(GIVEN RECORDS Opens)
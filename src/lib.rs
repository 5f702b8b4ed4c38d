pub mod error;
pub mod config;
pub mod logging;
pub mod profile;
pub mod request;
pub mod prompt;
pub mod cleanup;
pub mod retry;
pub mod catalog;
pub mod schema;
pub mod store;
pub mod providers;
pub mod pipeline;
pub mod coach;
pub mod tracking;

/*

trainer-ai: the coaching backend behind the fitness app. Users
submit a profile and get AI-generated workout and meal plans,
exercise explanations and short chat answers; workouts they log
feed streaks, levels and a leaderboard.

trainer-ai/
├── src/
│   ├── lib.rs          # Re-exports
│   ├── error.rs        # Error taxonomy (caller, upstream, store)
│   ├── config.rs       # Service, retry and store configuration
│   ├── logging.rs      # env_logger setup
│   ├── profile.rs      # Account and profile records
│   ├── request.rs      # GenerationRequest / GenerationResult
│   ├── prompt.rs       # Prompt synthesis per request kind
│   ├── cleanup.rs      # Fence stripping, JSON extraction
│   ├── retry.rs        # Throttle retry policy
│   ├── catalog.rs      # Static fallback explanations
│   ├── schema.rs       # Optional plan shape checks
│   ├── store.rs        # DocumentStore / ProfileStore + backends
│   ├── pipeline.rs     # Cache -> call -> clean -> parse -> persist
│   ├── coach.rs        # Caller-facing operations
│   ├── tracking.rs     # Workout logs, streaks, leaderboard
│   ├── providers/      # TextGenerator implementations
│   │   ├── gemini.rs   # Gemini API client actor
│   │   └── scripted.rs # Offline replay generator
│   └── bin/trainer-ai.rs
└── tests/              # Pipeline scenarios with fakes

*/

pub use coach::Coach;
pub use config::AppConfig;
pub use error::{Error, GenerateError, StoreError};
pub use pipeline::GenerationPipeline;
pub use providers::TextGenerator;
pub use request::{GenerationRequest, GenerationResult, RequestKind};
pub use store::{DocumentStore, JsonFileStore, MemoryStore, ProfileStore};
pub use tracking::Tracker;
(GIVEN RECORDS Closes)
WHAT YOU NEED TO DO:
Your output should start at the line containing "(caller, upstream, store)" and stop at the last line of the material, copied exactly, with nothing else.

WRITTEN ANSWER:
│   ├── error.rs        # Error taxonomy (caller, upstream, store)
│   ├── config.rs       # Service, retry and store configuration
│   ├── logging.rs      # env_logger setup
│   ├── profile.rs      # Account and profile records
│   ├── request.rs      # GenerationRequest / GenerationResult
│   ├── prompt.rs       # Prompt synthesis per request kind
│   ├── cleanup.rs      # Fence stripping, JSON extraction
│   ├── retry.rs        # Throttle retry policy
│   ├── catalog.rs      # Static fallback explanations
│   ├── schema.rs       # Optional plan shape checks
│   ├── store.rs        # DocumentStore / ProfileStore + backends
│   ├── pipeline.rs     # Cache -> call -> clean -> parse -> persist
│   ├── coach.rs        # Caller-facing operations
│   ├── tracking.rs     # Workout logs, streaks, leaderboard
│   ├── providers/      # TextGenerator implementations
│   │   ├── gemini.rs   # Gemini API client actor
│   │   └── scripted.rs # Offline replay generator
│   └── bin/trainer-ai.rs
└── tests/              # Pipeline scenarios with fakes

*/

pub use coach::Coach;
pub use config::AppConfig;
pub use error::{Error, GenerateError, StoreError};
pub use pipeline::GenerationPipeline;
pub use providers::TextGenerator;
pub use request::{GenerationRequest, GenerationResult, RequestKind};
pub use store::{DocumentStore, JsonFileStore, MemoryStore, ProfileStore};
pub use tracking::Tracker;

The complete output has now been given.